*** Opening of Record extracts ***
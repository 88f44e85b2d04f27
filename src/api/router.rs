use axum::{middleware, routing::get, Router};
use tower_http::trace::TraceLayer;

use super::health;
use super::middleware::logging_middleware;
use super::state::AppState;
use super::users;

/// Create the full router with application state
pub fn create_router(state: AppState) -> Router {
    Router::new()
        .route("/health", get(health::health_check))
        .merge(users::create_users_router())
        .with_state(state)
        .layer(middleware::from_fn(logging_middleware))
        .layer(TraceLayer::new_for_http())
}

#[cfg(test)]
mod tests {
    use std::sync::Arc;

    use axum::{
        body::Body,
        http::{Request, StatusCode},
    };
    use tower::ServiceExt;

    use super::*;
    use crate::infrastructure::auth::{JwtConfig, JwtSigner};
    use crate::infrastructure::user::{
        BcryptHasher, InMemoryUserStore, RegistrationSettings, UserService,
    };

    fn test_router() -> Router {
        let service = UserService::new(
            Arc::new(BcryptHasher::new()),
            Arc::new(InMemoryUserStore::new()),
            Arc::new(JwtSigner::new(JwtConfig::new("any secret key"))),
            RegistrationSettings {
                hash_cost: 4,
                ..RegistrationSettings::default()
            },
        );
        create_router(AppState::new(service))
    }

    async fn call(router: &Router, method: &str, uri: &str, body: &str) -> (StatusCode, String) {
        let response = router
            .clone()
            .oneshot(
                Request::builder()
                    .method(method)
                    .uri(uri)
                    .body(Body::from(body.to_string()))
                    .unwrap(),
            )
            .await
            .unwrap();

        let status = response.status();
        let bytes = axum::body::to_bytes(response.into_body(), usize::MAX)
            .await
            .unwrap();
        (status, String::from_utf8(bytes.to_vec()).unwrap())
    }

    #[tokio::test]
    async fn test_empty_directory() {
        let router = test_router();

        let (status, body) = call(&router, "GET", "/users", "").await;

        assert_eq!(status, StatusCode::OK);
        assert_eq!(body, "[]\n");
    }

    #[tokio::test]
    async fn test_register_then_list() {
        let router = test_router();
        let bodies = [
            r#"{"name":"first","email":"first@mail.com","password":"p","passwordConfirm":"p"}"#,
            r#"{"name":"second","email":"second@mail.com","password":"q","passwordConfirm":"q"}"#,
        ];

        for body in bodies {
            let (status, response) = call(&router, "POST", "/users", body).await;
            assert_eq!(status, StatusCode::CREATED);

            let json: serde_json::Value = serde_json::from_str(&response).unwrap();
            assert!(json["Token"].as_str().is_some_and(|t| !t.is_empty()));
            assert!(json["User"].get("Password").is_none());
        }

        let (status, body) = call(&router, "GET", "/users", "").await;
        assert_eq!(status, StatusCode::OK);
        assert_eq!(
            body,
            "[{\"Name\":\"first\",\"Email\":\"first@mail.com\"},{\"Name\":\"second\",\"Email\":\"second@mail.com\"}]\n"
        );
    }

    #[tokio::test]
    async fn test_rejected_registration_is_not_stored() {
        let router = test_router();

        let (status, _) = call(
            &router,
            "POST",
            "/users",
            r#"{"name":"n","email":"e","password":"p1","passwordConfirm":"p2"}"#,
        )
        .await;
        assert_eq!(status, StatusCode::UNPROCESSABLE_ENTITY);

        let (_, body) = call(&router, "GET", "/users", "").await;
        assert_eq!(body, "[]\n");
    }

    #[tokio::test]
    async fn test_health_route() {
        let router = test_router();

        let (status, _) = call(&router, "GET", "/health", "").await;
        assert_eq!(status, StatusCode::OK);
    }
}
*** Close of Record extracts ***
*** Opening of Record extracts ***
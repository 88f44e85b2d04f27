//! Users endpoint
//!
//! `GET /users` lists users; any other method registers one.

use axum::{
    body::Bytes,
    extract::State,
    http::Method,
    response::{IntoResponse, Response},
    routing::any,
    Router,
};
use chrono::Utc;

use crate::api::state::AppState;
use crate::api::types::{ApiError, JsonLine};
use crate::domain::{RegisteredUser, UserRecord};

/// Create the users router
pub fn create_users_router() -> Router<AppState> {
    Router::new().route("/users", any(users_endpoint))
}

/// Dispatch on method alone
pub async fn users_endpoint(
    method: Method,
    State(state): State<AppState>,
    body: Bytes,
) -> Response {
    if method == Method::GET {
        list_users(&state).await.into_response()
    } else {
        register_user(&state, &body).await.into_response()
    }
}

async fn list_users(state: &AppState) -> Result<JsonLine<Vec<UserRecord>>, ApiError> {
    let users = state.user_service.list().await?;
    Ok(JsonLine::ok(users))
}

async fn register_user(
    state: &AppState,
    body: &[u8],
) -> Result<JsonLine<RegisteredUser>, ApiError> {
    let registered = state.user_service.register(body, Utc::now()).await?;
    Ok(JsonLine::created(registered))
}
*** Close of Record extracts ***
● **Your instructions**
Identify each line in the entries with the word "Result" and copy it.

● **Reply**
async fn list_users(state: &AppState) -> Result<JsonLine<Vec<UserRecord>>, ApiError> {
) -> Result<JsonLine<RegisteredUser>, ApiError> {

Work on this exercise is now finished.